A Fitting Tribute

Uys Krige's Tribute: Her voice will still be heard...

This is the tribute which Afrikaans poet and author, Uys Krige, had intended to pay at the graveside to the late Ingrid Jonker:

"The most important thing about a poet is his work. The work, of course, is at the same time the man. So although there was so much one loved in Ingrid Jonker as a human being, I only want to say a few things about her work.

"The best of her poems I have always thought absolutely first rate. And one shouldn't give higher praise to a contemporary poet than that, since it is for time and time alone to select at its infinite leisure, the final adjectives, give the ultimate judgment.

"Ingrid had something of her own, peculiarly her own, her own distance individuality and personality. And it is this individual tone, this personal voice that marks the true poet. The best poems of Ingrid you recognise almost at once. And they keep on singing in your mind or echoing in your consciousness. For Ingrid was a real lyrical poet - of a freshness, a pristineness and a purity and also of a gaiety, a humour, that were again particularly her own.
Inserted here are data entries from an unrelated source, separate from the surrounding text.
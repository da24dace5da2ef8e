//! Joining side: OFFER, RESPONSE, taking over as sponsor and the key cascade.
use gka_metrics::TimeMetric;
use tracing::{debug, info, warn};

use crate::error::Absorbed;
use crate::key_tree::KeyTree;
use crate::message::{Offer, Response};
use crate::runtime::{Effect, ProtocolEvent};
use crate::scheduler::Task;
use crate::types::{Endpoint, MemberId};
use crate::GkaError;

use super::StrMember;

impl StrMember {
    pub(super) fn handle_offer(&mut self, msg: Offer, from: Endpoint) -> Vec<Effect> {
        let mut out = Vec::new();
        if !self.serves(msg.offered_service) || self.member_id.is_some() || self.finished {
            self.note_assigned_sender(from);
            return out;
        }
        if !self.offer_seen {
            debug!(%from, "sponsor found");
            self.offer_seen = true;
            self.stats.record_timestamp(TimeMetric::KeyAgreementStart);
        }
        self.schedule(&mut out, Task::Request);
        out
    }

    pub(super) fn handle_response(&mut self, msg: Response, from: Endpoint) -> Vec<Effect> {
        let mut out = Vec::new();
        if !self.serves(msg.offered_service) || self.finished {
            return out;
        }
        if msg.member_count != self.member_count() {
            warn!(
                %from,
                theirs = msg.member_count,
                ours = self.member_count(),
                "member count mismatch, ignoring RESPONSE"
            );
            return out;
        }
        self.note_assigned_sender(from);

        let new_id = msg.new_sponsor.assigned_id;
        let new_sponsor = msg.new_sponsor.endpoint();
        if let Some(id) = self.member_id {
            if self.admitted.is_some() && new_id > id.saturating_add(1) {
                self.higher_member_id_assigned = true;
            }
        }

        self.record_member(from, new_id - 1, msg.blinded_predecessor_public_value.clone());
        self.record_member(new_sponsor, new_id, msg.new_sponsor.public_value.clone());

        if new_sponsor == self.local {
            if self.member_id.is_none() {
                if msg.new_sponsor.public_value != self.public {
                    warn!(%from, "RESPONSE names us with a foreign public value");
                    return out;
                }
                if let Err(e) = self.take_over(&mut out, &msg, new_id) {
                    self.error(&mut out, format!("taking over as member {new_id} failed: {e}"));
                }
            }
            return out;
        }

        if self.is_sponsor {
            // The RESPONSE may have filled in our last missing predecessor.
            self.admit_next(&mut out);
        } else if self.member_id.is_some() {
            self.cascade(&mut out);
            self.advance_synch(&mut out);
        }
        out
    }

    /// Compute our first link from the previous root and become sponsor.
    fn take_over(
        &mut self,
        out: &mut Vec<Effect>,
        msg: &Response,
        id: MemberId,
    ) -> Result<(), GkaError> {
        let root_secret = self.kx.agree(&self.secret, &msg.new_group_public_value)?;
        let root_public = self.kx.public_of(&root_secret)?;
        self.crypto_op();
        self.crypto_op();

        self.tree = Some(KeyTree::build(
            root_secret,
            Some(root_public),
            Some(self.secret.clone()),
            self.public.clone(),
        ));
        self.member_id = Some(id);
        self.keys_computed = 1;
        self.is_sponsor = true;
        self.members.record(self.local, id, self.public.clone());
        self.stats.record_timestamp(TimeMetric::KeyAgreementStart);
        info!(member_id = id, "admitted, now sponsor");

        self.cancel(out, Task::Request);
        self.cancel(out, Task::Find);
        out.push(Effect::Emit(ProtocolEvent::Assigned { member_id: id }));
        out.push(Effect::Emit(ProtocolEvent::BecameSponsor { member_id: id }));
        self.key_computed(out);

        if id < self.member_count() {
            if self.pending.is_empty() {
                let offer = self.offer();
                self.repeat(out, Task::Offer, offer);
            } else {
                self.admit_next(out);
            }
            return Ok(());
        }

        // Last member: the group is complete, start the token round.
        self.is_sponsor = false;
        self.check_complete(out);
        self.forward_token(out);
        Ok(())
    }

    /// Apply every contiguous successor contribution we already hold.
    pub(super) fn cascade(&mut self, out: &mut Vec<Effect>) {
        let Some(id) = self.member_id else {
            return;
        };
        loop {
            let Some(next) = self.keys_computed.checked_add(id) else {
                break;
            };
            if next > self.member_count() {
                break;
            }
            let Some(public) = self.members.public_of(next).cloned() else {
                if let Some(highest_known) = self.members.highest_id().filter(|h| *h > next) {
                    Absorbed::OutOfOrderCascade {
                        expected: next,
                        highest_known,
                    }
                    .log();
                }
                break;
            };
            let kx = self.kx.as_ref();
            let Some(tree) = self.tree.as_mut() else {
                break;
            };
            if let Err(e) = tree.extend(&public, kx, false) {
                self.error(out, format!("cascade with member {next} failed: {e}"));
                break;
            }
            self.crypto_op();
            self.keys_computed += 1;
            self.key_computed(out);
        }
        self.check_complete(out);
    }
}
use serde::{Deserialize, Serialize};

/// Monotonic counters recorded by a member.
///
/// Declaration order is the column order of the CSV output.
#[derive(Debug, Clone, Copy, PartialEq, Eq, PartialOrd, Ord, Hash, Serialize, Deserialize)]
#[serde(rename_all = "SCREAMING_SNAKE_CASE")]
pub enum CountMetric {
    MemberCount,
    FindMessageCount,
    OfferMessageCount,
    RequestMessageCount,
    ResponseMessageCount,
    MemberInfoRequestMessageCount,
    MemberInfoResponseMessageCount,
    MemberInfoSynchRequestMessageCount,
    MemberInfoSynchResponseMessageCount,
    SynchTokenMessageCount,
    FinishMessageCount,
    FinishAckMessageCount,
    DistributedResponseMessageCount,
    CryptoOperationsCount,
}

impl CountMetric {
    pub const ALL: [CountMetric; 14] = [
        CountMetric::MemberCount,
        CountMetric::FindMessageCount,
        CountMetric::OfferMessageCount,
        CountMetric::RequestMessageCount,
        CountMetric::ResponseMessageCount,
        CountMetric::MemberInfoRequestMessageCount,
        CountMetric::MemberInfoResponseMessageCount,
        CountMetric::MemberInfoSynchRequestMessageCount,
        CountMetric::MemberInfoSynchResponseMessageCount,
        CountMetric::SynchTokenMessageCount,
        CountMetric::FinishMessageCount,
        CountMetric::FinishAckMessageCount,
        CountMetric::DistributedResponseMessageCount,
        CountMetric::CryptoOperationsCount,
    ];

    /// Column name used in CSV headers.
    pub fn name(self) -> &'static str {
        match self {
            CountMetric::MemberCount => "MEMBER_COUNT",
            CountMetric::FindMessageCount => "FIND_MESSAGE_COUNT",
            CountMetric::OfferMessageCount => "OFFER_MESSAGE_COUNT",
            CountMetric::RequestMessageCount => "REQUEST_MESSAGE_COUNT",
            CountMetric::ResponseMessageCount => "RESPONSE_MESSAGE_COUNT",
            CountMetric::MemberInfoRequestMessageCount => "MEMBER_INFO_REQUEST_MESSAGE_COUNT",
            CountMetric::MemberInfoResponseMessageCount => "MEMBER_INFO_RESPONSE_MESSAGE_COUNT",
            CountMetric::MemberInfoSynchRequestMessageCount => {
                "MEMBER_INFO_SYNCH_REQUEST_MESSAGE_COUNT"
            }
            CountMetric::MemberInfoSynchResponseMessageCount => {
                "MEMBER_INFO_SYNCH_RESPONSE_MESSAGE_COUNT"
            }
            CountMetric::SynchTokenMessageCount => "SYNCH_TOKEN_MESSAGE_COUNT",
            CountMetric::FinishMessageCount => "FINISH_MESSAGE_COUNT",
            CountMetric::FinishAckMessageCount => "FINISH_ACK_MESSAGE_COUNT",
            CountMetric::DistributedResponseMessageCount => "DISTRIBUTED_RESPONSE_MESSAGE_COUNT",
            CountMetric::CryptoOperationsCount => "CRYPTO_OPERATIONS_COUNT",
        }
    }

    fn index(self) -> usize {
        self as usize
    }
}

/// Points in time recorded once per member (Unix nanoseconds).
#[derive(Debug, Clone, Copy, PartialEq, Eq, PartialOrd, Ord, Hash, Serialize, Deserialize)]
#[serde(rename_all = "SCREAMING_SNAKE_CASE")]
pub enum TimeMetric {
    DurationStart,
    KeyAgreementStart,
    DurationEnd,
}

impl TimeMetric {
    pub const ALL: [TimeMetric; 3] = [
        TimeMetric::DurationStart,
        TimeMetric::KeyAgreementStart,
        TimeMetric::DurationEnd,
    ];

    pub fn name(self) -> &'static str {
        match self {
            TimeMetric::DurationStart => "DURATION_START",
            TimeMetric::KeyAgreementStart => "KEY_AGREEMENT_START",
            TimeMetric::DurationEnd => "DURATION_END",
        }
    }

    /// Start markers aggregate to the earliest value, end markers to the latest.
    pub fn is_start(self) -> bool {
        !matches!(self, TimeMetric::DurationEnd)
    }

    fn index(self) -> usize {
        self as usize
    }
}

pub(crate) fn count_index(metric: CountMetric) -> usize {
    metric.index()
}

pub(crate) fn time_index(metric: TimeMetric) -> usize {
    metric.index()
}
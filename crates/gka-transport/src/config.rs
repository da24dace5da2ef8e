use std::net::Ipv4Addr;

/// Default multicast group, in the administratively scoped range.
pub const DEFAULT_MULTICAST_ADDR: Ipv4Addr = Ipv4Addr::new(239, 255, 0, 1);
/// Default multicast port.
pub const DEFAULT_MULTICAST_PORT: u16 = 65000;
/// Default maximum datagram size in bytes.
pub const DEFAULT_MAX_DATAGRAM: usize = 1024;

/// Configuration for a [`MulticastChannel`](crate::MulticastChannel).
///
/// All fields have sensible defaults. Use the builder pattern:
///
/// ```rust
/// use gka_transport::ChannelConfig;
/// use std::net::Ipv4Addr;
///
/// let config = ChannelConfig::new()
///     .multicast_addr(Ipv4Addr::new(239, 255, 0, 7))
///     .multicast_port(40000);
/// ```
#[derive(Debug, Clone)]
pub struct ChannelConfig {
    /// Interface the group socket binds to and joins on.
    pub(crate) listen_interface: Ipv4Addr,
    pub(crate) multicast_addr: Ipv4Addr,
    pub(crate) multicast_port: u16,
    /// Largest datagram accepted or sent.
    pub(crate) max_datagram: usize,
    pub(crate) multicast_ttl: u32,
    /// Deliver our own multicast sends back to this host. Needed when
    /// several members share one machine.
    pub(crate) multicast_loop: bool,
}

impl Default for ChannelConfig {
    fn default() -> Self {
        Self::new()
    }
}

impl ChannelConfig {
    /// Create a new config with defaults (`0.0.0.0`, `239.255.0.1:65000`).
    pub fn new() -> Self {
        Self {
            listen_interface: Ipv4Addr::UNSPECIFIED,
            multicast_addr: DEFAULT_MULTICAST_ADDR,
            multicast_port: DEFAULT_MULTICAST_PORT,
            max_datagram: DEFAULT_MAX_DATAGRAM,
            multicast_ttl: 1,
            multicast_loop: true,
        }
    }

    pub fn listen_interface(mut self, addr: Ipv4Addr) -> Self {
        self.listen_interface = addr;
        self
    }

    pub fn multicast_addr(mut self, addr: Ipv4Addr) -> Self {
        self.multicast_addr = addr;
        self
    }

    pub fn multicast_port(mut self, port: u16) -> Self {
        self.multicast_port = port;
        self
    }

    /// Set maximum datagram size (default: 1024 bytes).
    pub fn max_datagram(mut self, bytes: usize) -> Self {
        self.max_datagram = bytes;
        self
    }

    /// Set multicast TTL (default: 1, link-local).
    pub fn multicast_ttl(mut self, ttl: u32) -> Self {
        self.multicast_ttl = ttl;
        self
    }

    pub fn multicast_loop(mut self, enabled: bool) -> Self {
        self.multicast_loop = enabled;
        self
    }

    pub fn multicast_group(&self) -> std::net::SocketAddrV4 {
        std::net::SocketAddrV4::new(self.multicast_addr, self.multicast_port)
    }

    /// Check the values that cannot be caught by the type system.
    pub fn validate(&self) -> Result<(), crate::TransportError> {
        if !self.multicast_addr.is_multicast() {
            return Err(crate::TransportError::Config(format!(
                "{} is not a multicast address",
                self.multicast_addr
            )));
        }
        if self.multicast_port == 0 {
            return Err(crate::TransportError::Config(
                "multicast port must be non-zero".into(),
            ));
        }
        if self.max_datagram == 0 || self.max_datagram > 65_507 {
            return Err(crate::TransportError::Config(format!(
                "max datagram {} out of range 1..=65507",
                self.max_datagram
            )));
        }
        Ok(())
    }
}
She had a most delicate ear which enabled her to write several of the best poems in free verse in our literature.

"She had a most delicate ear which enabled her to write several of the best poems in free verse in our literature. And she had a wonderful gift of assimilation. She took freely from the modern French, Spanish, South American and Dutch poets.

"But she always gave back freely something quite her own. Her 'modernity' was a compulsion, a real need, not just mere experiment for experiment's sake, a jumping on the bandwagon with the boys, or a superficial exploitation of the rag, tag and bobtail of European poetic acquisitions during the past 40 or 50 years. That is why I consider her by far our most successful poet in the modern idiom.

"Her children's poems are almost without exception exquisite. Some of them I consider the best in our literature, much as I have always liked A.G. Visser's poems for children.

"It was natural for Ingrid to write so beautifully for children (and for adults) since she had all the poetry, all the capacity for wonder of the child in her; yes, she was in many ways as innocent and sensitive as a child and, alas, as vulnerable.

"Her very best poems are, in my considered judgment, among the finest written in South Africa since the war. She ends one of them, 'Korreltjie Sand', with these words (I am quoting her in my literal, inadequate translation):

"'Carpenter build me a coffin,

"Prepare myself for the nothing,

"Grain, little grain, is my word,

"Little grain of nothing my death.'

"Yes, the poet in her quiet, almost shy way, is right, quite right. In a sense her death is a little grain of nothing. For with her words she has exorcised death.

"Her voice will be heard by us for a long, long time beyond her grave."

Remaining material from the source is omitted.